DIRECTIONS
Each line of the records below that contains "output" needs to be copied.

STUDY MATERIAL
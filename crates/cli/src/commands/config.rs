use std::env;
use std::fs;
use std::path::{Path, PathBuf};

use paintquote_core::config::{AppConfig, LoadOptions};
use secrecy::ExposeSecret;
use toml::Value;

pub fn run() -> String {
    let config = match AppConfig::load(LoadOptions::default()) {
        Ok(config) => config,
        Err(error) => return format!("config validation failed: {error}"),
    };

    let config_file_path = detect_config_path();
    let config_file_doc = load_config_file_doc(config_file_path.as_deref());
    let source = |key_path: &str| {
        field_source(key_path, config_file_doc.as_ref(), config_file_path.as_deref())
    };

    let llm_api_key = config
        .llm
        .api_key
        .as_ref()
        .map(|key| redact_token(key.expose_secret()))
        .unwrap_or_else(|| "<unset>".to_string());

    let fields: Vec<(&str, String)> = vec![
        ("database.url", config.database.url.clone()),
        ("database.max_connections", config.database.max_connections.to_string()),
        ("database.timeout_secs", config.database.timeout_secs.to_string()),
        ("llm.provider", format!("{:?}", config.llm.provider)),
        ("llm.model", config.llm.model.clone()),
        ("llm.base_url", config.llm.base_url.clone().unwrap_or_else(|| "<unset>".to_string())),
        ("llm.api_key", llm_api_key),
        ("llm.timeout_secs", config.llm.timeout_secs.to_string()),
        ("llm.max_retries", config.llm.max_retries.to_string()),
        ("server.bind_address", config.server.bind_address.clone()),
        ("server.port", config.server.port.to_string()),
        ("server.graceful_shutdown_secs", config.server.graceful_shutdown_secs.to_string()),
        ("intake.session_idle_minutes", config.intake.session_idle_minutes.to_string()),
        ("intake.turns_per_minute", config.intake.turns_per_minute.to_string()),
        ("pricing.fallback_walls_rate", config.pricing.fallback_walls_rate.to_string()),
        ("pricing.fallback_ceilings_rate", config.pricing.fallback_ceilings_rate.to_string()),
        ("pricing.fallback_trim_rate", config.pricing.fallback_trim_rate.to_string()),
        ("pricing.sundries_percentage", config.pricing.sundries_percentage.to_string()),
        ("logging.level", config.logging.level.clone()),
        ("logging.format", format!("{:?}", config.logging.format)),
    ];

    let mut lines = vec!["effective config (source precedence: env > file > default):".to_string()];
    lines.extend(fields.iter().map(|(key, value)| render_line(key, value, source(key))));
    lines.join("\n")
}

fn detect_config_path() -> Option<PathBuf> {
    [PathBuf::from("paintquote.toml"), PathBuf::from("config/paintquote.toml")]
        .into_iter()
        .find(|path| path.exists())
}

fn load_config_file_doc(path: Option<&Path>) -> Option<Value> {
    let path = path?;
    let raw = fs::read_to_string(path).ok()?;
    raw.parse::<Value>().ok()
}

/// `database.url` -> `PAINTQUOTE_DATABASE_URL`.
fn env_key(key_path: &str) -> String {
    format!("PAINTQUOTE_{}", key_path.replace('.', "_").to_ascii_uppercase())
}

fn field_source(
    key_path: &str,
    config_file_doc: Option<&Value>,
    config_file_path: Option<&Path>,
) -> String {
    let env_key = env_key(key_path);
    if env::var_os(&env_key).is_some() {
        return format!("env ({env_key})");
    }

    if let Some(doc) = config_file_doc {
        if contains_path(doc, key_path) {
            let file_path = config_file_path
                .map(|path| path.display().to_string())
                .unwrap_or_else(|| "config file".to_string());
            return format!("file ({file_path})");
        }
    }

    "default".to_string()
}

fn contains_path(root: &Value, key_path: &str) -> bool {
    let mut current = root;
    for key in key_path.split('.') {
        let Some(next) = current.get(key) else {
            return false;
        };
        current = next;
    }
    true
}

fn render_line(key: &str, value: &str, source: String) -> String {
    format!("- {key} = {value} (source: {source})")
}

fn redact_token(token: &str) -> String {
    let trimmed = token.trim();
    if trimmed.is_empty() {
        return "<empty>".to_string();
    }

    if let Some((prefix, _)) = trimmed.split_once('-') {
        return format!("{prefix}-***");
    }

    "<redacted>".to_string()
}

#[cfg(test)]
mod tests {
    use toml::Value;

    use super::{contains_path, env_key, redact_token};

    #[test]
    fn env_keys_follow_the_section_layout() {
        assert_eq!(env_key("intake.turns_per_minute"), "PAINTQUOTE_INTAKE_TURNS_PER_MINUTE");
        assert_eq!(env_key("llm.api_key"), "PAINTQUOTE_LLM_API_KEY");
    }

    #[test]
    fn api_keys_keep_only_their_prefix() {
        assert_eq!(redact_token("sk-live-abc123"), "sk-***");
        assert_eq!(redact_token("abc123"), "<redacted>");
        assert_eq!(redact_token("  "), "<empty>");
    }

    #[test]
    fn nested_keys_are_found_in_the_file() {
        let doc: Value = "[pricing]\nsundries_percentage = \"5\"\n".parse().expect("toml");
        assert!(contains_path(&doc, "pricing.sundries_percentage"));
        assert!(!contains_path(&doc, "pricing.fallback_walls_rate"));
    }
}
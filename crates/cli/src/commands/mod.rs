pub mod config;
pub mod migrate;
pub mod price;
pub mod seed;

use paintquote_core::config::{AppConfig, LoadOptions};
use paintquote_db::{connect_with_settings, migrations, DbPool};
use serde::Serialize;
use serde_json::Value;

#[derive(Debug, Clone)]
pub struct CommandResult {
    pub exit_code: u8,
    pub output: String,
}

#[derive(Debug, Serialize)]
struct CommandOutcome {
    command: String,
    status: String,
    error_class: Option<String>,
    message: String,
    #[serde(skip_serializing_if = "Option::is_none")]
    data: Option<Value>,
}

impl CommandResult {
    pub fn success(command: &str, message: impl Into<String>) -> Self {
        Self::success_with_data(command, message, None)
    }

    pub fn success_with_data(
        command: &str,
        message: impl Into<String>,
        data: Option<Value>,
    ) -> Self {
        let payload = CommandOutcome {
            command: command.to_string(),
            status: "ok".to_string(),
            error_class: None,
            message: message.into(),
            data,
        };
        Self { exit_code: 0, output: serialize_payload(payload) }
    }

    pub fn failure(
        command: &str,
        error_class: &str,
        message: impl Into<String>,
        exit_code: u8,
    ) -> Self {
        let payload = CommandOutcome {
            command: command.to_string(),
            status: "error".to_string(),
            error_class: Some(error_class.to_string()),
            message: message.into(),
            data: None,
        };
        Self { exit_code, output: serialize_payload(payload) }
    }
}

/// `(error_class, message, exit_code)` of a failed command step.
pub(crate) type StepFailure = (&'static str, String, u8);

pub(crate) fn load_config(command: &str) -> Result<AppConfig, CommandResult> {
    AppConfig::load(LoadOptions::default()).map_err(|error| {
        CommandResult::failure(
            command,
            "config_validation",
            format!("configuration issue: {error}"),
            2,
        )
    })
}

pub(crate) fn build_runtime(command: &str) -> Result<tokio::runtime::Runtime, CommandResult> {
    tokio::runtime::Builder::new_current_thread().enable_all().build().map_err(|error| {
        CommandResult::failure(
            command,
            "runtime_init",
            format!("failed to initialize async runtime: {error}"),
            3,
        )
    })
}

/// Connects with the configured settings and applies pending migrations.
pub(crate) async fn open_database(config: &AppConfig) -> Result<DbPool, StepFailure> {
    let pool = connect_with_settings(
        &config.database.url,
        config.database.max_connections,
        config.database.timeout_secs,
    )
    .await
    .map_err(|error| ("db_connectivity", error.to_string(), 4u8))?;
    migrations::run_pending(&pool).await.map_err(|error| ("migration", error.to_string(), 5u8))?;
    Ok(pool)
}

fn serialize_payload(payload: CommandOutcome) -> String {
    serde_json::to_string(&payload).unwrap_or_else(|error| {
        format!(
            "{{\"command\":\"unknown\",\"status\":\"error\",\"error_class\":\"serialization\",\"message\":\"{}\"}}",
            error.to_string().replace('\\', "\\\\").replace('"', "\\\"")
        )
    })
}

SOLUTION FOR THIS EXERCISE
    pub output: String,
        Self { exit_code: 0, output: serialize_payload(payload) }
        Self { exit_code, output: serialize_payload(payload) }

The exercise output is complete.